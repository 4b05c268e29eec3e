//! Quillcheck billing core
//!
//! Membership plans, purchase orders, payment reconciliation, and the
//! per-user quota ledger. The API and worker crates compose these services;
//! no HTTP or scheduling concerns live here.

pub mod catalog;
pub mod error;
pub mod gateway;
pub mod ledger;
pub mod membership;
pub mod orders;
pub mod proration;
pub mod reconcile;

pub use catalog::PlanCatalog;
pub use error::{BillingError, BillingResult};
pub use gateway::{GatewayCallback, GatewayConfig, HttpGateway, PaymentGateway, TradeStatus};
pub use ledger::QuotaLedger;
pub use membership::{MembershipManager, SubscribeOutcome};
pub use orders::{OrderService, DEFAULT_PENDING_TTL_MINUTES};
pub use proration::{price_for_change, CurrentPeriod};
pub use reconcile::{PaymentReconciler, PaymentStatus, ReconciliationResult, StatusCache};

------------------------------------

## Instructions for the task
Print the data again exactly.

## Task output
repository 4b05c268e29eec3e
//! Quillcheck billing core
//!
//! Membership plans, purchase orders, payment reconciliation, and the
//! per-user quota ledger. The API and worker crates compose these services;
//! no HTTP or scheduling concerns live here.

pub mod catalog;
pub mod error;
pub mod gateway;
pub mod ledger;
pub mod membership;
pub mod orders;
pub mod proration;
pub mod reconcile;

pub use catalog::PlanCatalog;
pub use error::{BillingError, BillingResult};
pub use gateway::{GatewayCallback, GatewayConfig, HttpGateway, PaymentGateway, TradeStatus};
pub use ledger::QuotaLedger;
pub use membership::{MembershipManager, SubscribeOutcome};
pub use orders::{OrderService, DEFAULT_PENDING_TTL_MINUTES};
pub use proration::{price_for_change, CurrentPeriod};
pub use reconcile::{PaymentReconciler, PaymentStatus, ReconciliationResult, StatusCache};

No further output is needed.